##### Data shown #####

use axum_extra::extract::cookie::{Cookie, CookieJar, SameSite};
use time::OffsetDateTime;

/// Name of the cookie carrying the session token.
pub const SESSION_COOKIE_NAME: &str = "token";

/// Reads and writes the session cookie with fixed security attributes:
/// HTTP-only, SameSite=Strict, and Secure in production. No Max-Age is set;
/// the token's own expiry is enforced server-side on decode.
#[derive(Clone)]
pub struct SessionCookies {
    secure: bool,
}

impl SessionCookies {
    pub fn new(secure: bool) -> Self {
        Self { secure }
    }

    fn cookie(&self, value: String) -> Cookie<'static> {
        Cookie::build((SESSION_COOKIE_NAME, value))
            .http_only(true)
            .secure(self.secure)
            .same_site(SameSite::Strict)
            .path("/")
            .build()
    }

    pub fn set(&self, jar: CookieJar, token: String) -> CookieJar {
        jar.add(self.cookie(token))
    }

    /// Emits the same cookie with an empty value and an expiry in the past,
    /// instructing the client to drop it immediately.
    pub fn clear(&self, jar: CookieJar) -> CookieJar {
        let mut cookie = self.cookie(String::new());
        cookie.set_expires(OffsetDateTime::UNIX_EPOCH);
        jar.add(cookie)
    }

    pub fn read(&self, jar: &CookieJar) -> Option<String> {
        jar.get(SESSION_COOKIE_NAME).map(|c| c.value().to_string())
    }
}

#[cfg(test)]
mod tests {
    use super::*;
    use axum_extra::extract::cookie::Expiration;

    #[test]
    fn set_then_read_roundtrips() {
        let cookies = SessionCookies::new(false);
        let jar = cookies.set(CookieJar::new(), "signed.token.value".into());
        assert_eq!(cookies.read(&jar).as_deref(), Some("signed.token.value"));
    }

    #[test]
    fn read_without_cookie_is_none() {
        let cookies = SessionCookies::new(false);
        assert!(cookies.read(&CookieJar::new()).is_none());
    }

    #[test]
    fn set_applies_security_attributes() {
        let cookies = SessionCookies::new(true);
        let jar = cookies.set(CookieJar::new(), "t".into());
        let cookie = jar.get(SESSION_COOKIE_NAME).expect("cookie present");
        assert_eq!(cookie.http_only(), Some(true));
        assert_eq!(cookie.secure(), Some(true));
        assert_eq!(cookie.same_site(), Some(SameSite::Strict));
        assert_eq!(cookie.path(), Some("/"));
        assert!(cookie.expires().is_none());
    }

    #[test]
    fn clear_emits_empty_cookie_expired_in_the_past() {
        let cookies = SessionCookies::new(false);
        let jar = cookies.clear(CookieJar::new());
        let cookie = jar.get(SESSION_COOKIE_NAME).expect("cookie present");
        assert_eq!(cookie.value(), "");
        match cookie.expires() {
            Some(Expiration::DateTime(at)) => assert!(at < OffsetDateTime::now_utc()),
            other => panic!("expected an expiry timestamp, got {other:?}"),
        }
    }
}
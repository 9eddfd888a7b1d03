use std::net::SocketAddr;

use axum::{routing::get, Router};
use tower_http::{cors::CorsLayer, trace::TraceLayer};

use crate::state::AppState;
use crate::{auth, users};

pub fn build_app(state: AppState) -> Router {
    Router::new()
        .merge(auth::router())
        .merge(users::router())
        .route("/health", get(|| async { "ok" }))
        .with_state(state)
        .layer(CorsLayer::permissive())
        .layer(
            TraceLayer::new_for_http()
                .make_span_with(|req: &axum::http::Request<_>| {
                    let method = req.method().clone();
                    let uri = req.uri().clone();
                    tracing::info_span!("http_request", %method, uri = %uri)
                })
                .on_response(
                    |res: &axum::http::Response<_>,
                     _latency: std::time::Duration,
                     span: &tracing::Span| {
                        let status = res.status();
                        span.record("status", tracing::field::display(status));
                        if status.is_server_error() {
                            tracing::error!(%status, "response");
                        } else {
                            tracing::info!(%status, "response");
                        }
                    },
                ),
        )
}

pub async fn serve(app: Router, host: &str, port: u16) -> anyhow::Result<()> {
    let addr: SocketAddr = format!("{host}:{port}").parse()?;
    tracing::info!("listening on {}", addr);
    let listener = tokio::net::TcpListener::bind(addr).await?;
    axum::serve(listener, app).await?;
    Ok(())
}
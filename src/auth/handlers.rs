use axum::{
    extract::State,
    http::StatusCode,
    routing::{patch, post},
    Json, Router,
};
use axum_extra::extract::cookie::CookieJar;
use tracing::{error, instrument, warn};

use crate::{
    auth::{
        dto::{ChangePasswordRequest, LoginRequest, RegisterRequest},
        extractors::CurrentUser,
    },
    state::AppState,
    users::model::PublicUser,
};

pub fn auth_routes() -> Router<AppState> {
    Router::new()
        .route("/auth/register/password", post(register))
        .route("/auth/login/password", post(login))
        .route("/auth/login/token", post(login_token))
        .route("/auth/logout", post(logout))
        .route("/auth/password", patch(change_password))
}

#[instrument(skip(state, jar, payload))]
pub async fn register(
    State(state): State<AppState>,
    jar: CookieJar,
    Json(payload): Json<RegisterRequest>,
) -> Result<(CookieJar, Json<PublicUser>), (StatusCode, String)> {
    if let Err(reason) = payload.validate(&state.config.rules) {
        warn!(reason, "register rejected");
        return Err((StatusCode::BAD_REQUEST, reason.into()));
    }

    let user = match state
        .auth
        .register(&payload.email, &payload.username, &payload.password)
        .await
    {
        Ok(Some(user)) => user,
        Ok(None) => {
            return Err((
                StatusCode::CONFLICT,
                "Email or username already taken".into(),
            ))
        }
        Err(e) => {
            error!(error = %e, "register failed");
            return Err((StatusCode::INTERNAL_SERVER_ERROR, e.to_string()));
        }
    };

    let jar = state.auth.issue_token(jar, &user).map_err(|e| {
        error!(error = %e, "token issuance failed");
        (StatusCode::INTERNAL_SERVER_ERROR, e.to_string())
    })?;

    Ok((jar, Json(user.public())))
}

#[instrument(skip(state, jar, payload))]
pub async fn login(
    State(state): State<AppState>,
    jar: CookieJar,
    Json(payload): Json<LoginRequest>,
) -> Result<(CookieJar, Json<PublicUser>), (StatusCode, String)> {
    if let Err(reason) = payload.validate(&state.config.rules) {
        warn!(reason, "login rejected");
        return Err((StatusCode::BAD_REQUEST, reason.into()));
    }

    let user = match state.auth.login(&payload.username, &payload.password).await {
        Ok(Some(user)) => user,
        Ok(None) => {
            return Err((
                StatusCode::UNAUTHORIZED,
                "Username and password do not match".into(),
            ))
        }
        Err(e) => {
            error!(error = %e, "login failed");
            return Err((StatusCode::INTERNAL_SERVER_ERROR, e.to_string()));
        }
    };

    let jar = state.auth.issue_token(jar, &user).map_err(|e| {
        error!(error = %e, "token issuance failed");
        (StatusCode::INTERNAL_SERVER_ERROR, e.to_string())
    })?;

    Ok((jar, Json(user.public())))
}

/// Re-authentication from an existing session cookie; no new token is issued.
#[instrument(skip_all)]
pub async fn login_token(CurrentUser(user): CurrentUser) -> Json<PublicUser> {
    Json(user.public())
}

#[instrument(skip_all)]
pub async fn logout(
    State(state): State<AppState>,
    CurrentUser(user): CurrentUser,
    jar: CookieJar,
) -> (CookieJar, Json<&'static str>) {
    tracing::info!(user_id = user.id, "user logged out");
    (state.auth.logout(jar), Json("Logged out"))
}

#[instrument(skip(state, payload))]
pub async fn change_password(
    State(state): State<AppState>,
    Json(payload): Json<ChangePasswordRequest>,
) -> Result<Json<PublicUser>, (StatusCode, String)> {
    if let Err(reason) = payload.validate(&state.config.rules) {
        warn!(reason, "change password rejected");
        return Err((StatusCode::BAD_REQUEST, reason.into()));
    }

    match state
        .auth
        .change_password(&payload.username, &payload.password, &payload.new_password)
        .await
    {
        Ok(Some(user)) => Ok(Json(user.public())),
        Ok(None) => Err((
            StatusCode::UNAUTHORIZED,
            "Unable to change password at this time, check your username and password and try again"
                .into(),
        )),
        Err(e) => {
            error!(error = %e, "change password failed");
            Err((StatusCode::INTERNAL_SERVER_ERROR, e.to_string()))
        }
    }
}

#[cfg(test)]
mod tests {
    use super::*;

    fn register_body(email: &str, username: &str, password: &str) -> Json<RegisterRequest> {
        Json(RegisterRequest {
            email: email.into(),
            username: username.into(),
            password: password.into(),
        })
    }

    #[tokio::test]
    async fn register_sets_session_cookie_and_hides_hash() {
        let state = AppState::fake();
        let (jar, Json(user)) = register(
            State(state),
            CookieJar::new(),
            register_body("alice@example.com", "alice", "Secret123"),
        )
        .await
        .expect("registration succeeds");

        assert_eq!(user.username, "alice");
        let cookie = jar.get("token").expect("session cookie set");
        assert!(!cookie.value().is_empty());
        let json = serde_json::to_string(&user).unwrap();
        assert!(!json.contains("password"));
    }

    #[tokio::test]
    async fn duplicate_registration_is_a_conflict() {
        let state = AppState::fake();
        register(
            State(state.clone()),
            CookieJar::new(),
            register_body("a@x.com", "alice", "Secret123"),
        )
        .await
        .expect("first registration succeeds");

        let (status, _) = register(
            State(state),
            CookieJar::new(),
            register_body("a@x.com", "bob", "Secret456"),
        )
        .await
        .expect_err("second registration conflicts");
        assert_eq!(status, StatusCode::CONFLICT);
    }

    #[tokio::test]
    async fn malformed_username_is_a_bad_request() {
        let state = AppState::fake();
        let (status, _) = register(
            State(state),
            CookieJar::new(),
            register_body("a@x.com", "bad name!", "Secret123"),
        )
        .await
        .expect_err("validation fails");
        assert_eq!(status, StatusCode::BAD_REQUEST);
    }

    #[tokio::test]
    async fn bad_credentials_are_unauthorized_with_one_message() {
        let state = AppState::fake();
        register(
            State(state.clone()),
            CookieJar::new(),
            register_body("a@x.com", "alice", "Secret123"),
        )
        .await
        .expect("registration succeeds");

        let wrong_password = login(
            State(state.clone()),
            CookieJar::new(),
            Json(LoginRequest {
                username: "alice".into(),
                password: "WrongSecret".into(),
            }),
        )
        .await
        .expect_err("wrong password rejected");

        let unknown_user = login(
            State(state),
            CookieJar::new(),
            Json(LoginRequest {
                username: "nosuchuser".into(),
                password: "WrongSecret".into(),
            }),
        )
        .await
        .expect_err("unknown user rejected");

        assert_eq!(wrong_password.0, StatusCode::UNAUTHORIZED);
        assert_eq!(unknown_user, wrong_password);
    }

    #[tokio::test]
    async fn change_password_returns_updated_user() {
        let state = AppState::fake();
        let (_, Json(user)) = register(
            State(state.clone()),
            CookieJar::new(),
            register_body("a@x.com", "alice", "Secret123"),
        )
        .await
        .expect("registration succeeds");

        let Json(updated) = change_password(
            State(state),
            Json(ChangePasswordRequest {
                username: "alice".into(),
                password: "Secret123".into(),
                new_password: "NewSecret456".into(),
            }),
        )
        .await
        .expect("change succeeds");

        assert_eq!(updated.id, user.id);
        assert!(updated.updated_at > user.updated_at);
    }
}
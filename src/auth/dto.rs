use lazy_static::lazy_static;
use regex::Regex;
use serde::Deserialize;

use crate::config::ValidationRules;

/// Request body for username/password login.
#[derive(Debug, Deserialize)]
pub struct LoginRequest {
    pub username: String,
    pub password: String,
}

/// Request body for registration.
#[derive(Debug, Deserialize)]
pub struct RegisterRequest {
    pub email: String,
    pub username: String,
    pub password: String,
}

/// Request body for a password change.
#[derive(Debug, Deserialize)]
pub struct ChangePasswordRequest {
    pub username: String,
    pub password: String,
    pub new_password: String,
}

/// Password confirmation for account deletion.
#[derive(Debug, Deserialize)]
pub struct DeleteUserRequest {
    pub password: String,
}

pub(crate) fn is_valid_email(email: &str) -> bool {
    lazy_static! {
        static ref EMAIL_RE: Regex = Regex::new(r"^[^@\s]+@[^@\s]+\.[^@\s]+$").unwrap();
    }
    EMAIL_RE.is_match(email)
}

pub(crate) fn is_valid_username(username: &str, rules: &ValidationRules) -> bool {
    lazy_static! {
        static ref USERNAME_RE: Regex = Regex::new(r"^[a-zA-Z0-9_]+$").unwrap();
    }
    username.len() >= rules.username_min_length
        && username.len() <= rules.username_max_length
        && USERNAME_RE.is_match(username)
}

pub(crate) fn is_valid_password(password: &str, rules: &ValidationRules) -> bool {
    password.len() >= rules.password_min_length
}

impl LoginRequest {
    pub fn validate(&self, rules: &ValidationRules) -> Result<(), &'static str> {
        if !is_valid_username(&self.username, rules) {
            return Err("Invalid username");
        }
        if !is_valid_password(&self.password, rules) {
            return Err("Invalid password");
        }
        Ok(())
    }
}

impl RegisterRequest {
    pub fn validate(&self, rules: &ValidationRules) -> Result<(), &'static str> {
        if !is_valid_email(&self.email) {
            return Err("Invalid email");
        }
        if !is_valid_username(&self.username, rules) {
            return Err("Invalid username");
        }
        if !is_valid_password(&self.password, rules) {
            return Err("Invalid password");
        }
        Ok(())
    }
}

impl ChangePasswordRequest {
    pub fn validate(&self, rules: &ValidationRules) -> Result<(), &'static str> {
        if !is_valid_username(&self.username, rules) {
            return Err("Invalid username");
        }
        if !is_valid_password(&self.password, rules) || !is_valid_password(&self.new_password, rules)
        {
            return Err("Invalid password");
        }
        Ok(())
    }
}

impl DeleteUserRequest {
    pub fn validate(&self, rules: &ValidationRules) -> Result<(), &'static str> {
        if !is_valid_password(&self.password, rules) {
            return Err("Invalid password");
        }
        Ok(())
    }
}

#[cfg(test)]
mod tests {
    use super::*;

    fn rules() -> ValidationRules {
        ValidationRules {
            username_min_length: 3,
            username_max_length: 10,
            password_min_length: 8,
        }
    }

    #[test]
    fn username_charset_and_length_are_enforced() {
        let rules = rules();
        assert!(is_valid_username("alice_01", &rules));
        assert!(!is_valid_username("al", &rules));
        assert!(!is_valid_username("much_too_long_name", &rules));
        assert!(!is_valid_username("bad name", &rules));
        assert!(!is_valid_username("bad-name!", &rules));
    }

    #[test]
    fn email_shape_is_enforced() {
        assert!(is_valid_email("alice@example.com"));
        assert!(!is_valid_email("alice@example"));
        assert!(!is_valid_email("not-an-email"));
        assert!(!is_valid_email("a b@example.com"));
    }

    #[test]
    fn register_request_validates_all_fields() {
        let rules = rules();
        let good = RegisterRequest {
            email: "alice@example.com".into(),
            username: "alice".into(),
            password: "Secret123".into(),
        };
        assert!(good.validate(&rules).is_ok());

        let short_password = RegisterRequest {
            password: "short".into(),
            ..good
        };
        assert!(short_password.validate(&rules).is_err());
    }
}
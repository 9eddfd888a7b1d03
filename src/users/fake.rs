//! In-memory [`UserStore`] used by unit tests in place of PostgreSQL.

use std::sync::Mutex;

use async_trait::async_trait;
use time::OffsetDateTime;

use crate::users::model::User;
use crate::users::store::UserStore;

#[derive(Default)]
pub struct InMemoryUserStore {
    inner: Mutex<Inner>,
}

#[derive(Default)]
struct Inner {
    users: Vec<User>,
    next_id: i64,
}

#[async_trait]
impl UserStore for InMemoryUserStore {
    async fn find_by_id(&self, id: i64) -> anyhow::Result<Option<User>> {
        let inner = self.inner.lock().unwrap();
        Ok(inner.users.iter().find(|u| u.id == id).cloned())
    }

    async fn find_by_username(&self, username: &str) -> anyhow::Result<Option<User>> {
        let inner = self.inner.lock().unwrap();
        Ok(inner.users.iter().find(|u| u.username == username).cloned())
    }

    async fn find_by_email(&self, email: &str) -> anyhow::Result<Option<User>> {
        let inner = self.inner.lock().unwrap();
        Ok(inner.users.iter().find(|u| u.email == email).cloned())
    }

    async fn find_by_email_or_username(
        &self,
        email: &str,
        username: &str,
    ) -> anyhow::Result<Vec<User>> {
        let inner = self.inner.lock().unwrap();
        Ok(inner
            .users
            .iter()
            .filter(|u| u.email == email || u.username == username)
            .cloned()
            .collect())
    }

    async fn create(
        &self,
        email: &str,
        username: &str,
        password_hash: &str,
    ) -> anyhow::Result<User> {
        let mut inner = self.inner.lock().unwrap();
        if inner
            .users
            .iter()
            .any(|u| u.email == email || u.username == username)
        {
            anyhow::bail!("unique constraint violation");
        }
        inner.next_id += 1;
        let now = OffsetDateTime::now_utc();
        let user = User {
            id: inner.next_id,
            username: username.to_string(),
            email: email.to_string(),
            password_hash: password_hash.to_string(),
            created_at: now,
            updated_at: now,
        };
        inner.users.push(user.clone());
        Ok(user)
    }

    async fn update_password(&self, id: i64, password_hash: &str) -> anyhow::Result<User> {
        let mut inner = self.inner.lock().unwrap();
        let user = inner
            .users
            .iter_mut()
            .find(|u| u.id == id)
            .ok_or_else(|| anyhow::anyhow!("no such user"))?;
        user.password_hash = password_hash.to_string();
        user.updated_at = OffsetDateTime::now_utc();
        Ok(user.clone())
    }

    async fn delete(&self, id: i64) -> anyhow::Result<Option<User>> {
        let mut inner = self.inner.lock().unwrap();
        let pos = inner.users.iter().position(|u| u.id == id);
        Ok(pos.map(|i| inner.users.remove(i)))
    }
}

#####

**Your assignment**:
As you read the records above, find each line that contains "SocketAddr" and copy it.

**Task solution**:
use std::net::SocketAddr;
    let addr: SocketAddr = format!("{host}:{port}").parse()?;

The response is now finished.